What you will do → Show, from the entries below, every line in which "impl" appears.

== Segment start ==

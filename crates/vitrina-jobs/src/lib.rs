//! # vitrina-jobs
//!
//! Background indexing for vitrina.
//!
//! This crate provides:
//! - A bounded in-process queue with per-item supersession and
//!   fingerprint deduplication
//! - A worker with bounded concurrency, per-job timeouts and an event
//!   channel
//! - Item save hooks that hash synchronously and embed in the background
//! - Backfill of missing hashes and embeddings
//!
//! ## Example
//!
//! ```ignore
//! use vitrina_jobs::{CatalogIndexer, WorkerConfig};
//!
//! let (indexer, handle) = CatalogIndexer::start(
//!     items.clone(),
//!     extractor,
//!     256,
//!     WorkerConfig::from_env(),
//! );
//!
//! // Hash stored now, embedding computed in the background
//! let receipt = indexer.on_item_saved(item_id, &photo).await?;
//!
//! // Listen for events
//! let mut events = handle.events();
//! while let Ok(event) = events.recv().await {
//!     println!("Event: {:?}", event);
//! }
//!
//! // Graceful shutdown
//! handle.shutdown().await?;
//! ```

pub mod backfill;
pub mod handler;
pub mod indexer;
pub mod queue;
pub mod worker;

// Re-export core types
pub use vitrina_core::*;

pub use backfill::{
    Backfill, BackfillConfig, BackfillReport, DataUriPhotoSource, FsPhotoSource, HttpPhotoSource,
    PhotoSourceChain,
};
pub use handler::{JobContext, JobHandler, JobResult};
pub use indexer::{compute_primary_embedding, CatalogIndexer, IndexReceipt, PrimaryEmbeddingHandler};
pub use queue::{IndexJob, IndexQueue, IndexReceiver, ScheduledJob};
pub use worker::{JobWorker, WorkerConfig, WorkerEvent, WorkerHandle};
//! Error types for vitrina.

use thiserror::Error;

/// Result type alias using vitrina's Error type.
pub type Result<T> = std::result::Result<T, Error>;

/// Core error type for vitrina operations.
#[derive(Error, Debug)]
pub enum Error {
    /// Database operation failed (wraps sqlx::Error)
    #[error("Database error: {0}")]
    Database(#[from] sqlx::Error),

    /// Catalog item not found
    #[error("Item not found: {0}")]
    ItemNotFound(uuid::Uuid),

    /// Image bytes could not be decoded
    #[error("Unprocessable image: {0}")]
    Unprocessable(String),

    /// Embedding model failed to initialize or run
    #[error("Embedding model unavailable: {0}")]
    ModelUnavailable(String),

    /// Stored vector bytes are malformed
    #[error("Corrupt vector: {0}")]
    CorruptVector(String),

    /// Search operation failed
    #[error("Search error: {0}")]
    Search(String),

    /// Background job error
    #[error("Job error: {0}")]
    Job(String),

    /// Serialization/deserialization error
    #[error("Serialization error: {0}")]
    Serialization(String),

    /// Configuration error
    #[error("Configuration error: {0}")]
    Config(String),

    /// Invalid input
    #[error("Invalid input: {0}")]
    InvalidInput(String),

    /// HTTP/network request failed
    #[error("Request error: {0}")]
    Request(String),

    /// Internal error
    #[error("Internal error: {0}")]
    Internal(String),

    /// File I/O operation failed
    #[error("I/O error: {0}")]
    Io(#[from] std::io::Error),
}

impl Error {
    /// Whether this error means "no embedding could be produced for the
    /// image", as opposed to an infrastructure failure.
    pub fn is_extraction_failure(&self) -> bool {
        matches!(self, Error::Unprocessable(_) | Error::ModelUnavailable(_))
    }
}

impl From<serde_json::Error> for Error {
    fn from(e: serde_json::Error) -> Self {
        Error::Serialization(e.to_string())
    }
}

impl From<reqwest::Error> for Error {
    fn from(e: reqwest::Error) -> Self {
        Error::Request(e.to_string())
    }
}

== Segment end ==

Result →
impl Error {
impl From<serde_json::Error> for Error {
impl From<reqwest::Error> for Error {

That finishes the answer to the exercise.